▸ **SOURCE RECORDS**:
****************
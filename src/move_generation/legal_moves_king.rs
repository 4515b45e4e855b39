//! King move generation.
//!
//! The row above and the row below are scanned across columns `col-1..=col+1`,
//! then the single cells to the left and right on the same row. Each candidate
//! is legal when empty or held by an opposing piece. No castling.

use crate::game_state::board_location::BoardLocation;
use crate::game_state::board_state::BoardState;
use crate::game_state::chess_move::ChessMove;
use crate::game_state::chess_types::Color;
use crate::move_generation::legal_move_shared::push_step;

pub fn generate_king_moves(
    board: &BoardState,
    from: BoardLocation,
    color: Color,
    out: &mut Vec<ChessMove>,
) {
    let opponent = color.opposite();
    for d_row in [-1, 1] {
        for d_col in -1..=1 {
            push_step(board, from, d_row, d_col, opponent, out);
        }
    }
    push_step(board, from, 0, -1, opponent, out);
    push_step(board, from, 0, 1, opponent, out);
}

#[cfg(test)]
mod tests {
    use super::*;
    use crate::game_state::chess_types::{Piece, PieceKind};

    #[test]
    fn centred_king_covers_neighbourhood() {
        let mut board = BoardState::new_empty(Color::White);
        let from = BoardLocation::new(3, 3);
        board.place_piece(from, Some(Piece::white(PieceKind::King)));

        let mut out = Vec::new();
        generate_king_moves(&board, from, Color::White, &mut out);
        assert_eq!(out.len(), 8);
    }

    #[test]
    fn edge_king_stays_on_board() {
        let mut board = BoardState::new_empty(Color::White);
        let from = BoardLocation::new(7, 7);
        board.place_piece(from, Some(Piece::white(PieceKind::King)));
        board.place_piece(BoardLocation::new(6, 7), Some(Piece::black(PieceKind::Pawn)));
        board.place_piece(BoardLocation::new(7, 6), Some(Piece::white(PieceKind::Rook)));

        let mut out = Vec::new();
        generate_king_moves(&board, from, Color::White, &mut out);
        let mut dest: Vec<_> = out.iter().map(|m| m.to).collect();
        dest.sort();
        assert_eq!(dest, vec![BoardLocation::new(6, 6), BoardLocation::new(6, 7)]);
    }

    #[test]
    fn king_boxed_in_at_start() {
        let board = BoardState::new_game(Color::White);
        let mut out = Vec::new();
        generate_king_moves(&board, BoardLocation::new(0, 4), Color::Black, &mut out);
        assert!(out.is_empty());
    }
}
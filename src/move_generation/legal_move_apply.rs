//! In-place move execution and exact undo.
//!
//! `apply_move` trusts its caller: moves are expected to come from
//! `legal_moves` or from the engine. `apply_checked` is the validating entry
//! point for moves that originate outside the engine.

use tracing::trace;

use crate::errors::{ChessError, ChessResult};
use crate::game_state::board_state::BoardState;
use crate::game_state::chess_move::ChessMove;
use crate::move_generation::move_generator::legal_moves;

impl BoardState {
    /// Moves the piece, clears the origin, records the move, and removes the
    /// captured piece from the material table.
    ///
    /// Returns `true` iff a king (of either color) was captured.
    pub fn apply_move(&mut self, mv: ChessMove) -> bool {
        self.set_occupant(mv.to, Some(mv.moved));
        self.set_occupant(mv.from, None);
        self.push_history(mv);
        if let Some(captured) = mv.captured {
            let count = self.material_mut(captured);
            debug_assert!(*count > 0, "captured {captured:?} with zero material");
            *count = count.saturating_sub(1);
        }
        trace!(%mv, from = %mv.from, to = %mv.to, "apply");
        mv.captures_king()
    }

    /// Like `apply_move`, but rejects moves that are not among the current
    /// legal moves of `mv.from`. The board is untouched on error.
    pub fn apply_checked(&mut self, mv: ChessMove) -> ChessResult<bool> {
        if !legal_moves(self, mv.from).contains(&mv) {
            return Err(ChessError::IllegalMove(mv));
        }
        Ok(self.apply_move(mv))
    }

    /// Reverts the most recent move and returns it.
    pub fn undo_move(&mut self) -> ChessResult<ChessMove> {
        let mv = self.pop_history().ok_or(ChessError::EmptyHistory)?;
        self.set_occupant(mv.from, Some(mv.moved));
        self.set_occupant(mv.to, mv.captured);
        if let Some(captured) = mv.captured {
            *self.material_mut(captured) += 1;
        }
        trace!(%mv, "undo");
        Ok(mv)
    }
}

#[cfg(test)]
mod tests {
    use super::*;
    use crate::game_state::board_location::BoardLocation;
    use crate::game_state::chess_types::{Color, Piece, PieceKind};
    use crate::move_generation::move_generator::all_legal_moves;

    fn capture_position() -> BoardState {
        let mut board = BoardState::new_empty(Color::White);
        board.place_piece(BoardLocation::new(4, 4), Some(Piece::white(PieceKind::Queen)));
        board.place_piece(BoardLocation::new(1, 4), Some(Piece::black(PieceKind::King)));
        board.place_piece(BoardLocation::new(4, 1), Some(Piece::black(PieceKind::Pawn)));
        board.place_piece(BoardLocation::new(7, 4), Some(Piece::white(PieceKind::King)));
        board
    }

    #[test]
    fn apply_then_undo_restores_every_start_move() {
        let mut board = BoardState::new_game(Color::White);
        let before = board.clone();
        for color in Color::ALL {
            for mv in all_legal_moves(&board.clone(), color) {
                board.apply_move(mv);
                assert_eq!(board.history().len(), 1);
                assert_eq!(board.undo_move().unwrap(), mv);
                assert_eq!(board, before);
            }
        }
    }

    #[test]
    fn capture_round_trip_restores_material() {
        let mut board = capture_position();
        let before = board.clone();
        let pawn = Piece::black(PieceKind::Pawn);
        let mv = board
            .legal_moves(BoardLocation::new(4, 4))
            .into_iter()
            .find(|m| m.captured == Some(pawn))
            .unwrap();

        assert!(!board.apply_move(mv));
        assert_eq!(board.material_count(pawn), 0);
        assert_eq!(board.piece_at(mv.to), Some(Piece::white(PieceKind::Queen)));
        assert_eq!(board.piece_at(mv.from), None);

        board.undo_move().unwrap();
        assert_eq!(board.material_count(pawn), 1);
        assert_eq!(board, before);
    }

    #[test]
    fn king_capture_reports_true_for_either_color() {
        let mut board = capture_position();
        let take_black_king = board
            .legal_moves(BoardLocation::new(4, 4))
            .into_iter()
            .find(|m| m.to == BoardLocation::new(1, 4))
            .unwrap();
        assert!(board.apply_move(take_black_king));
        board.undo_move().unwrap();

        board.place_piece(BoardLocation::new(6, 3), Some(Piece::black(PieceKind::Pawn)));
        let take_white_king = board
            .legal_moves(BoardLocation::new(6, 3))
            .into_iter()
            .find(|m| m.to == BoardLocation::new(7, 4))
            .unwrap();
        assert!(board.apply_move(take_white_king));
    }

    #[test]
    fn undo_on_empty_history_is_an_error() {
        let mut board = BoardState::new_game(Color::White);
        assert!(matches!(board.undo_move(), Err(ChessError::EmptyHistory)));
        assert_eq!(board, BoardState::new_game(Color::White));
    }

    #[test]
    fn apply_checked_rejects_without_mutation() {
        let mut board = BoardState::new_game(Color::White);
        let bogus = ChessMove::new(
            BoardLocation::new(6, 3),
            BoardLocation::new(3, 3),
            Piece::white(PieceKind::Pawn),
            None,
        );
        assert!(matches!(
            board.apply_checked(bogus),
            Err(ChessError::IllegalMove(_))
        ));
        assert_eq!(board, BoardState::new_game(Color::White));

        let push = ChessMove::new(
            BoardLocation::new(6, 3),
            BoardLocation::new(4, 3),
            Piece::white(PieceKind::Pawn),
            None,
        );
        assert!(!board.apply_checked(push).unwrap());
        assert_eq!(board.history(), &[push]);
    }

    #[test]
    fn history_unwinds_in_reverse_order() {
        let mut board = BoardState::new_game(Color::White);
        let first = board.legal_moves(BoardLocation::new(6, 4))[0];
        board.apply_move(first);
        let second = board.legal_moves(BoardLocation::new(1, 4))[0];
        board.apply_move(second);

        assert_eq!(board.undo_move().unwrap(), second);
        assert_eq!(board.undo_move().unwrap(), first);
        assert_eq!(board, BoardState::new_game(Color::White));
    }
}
****************
▸ **WHAT YOU SHOULD DO**:
Among the records above, a stretch begins at the line containing "pub fn apply_move(&mut" and ends at the line containing "untouched on error.". Restate that stretch word for word, and nothing else.

▸ **REPLY TO THE EXERCISE**:
    pub fn apply_move(&mut self, mv: ChessMove) -> bool {
        self.set_occupant(mv.to, Some(mv.moved));
        self.set_occupant(mv.from, None);
        self.push_history(mv);
        if let Some(captured) = mv.captured {
            let count = self.material_mut(captured);
            debug_assert!(*count > 0, "captured {captured:?} with zero material");
            *count = count.saturating_sub(1);
        }
        trace!(%mv, from = %mv.from, to = %mv.to, "apply");
        mv.captures_king()
    }

    /// Like `apply_move`, but rejects moves that are not among the current
    /// legal moves of `mv.from`. The board is untouched on error.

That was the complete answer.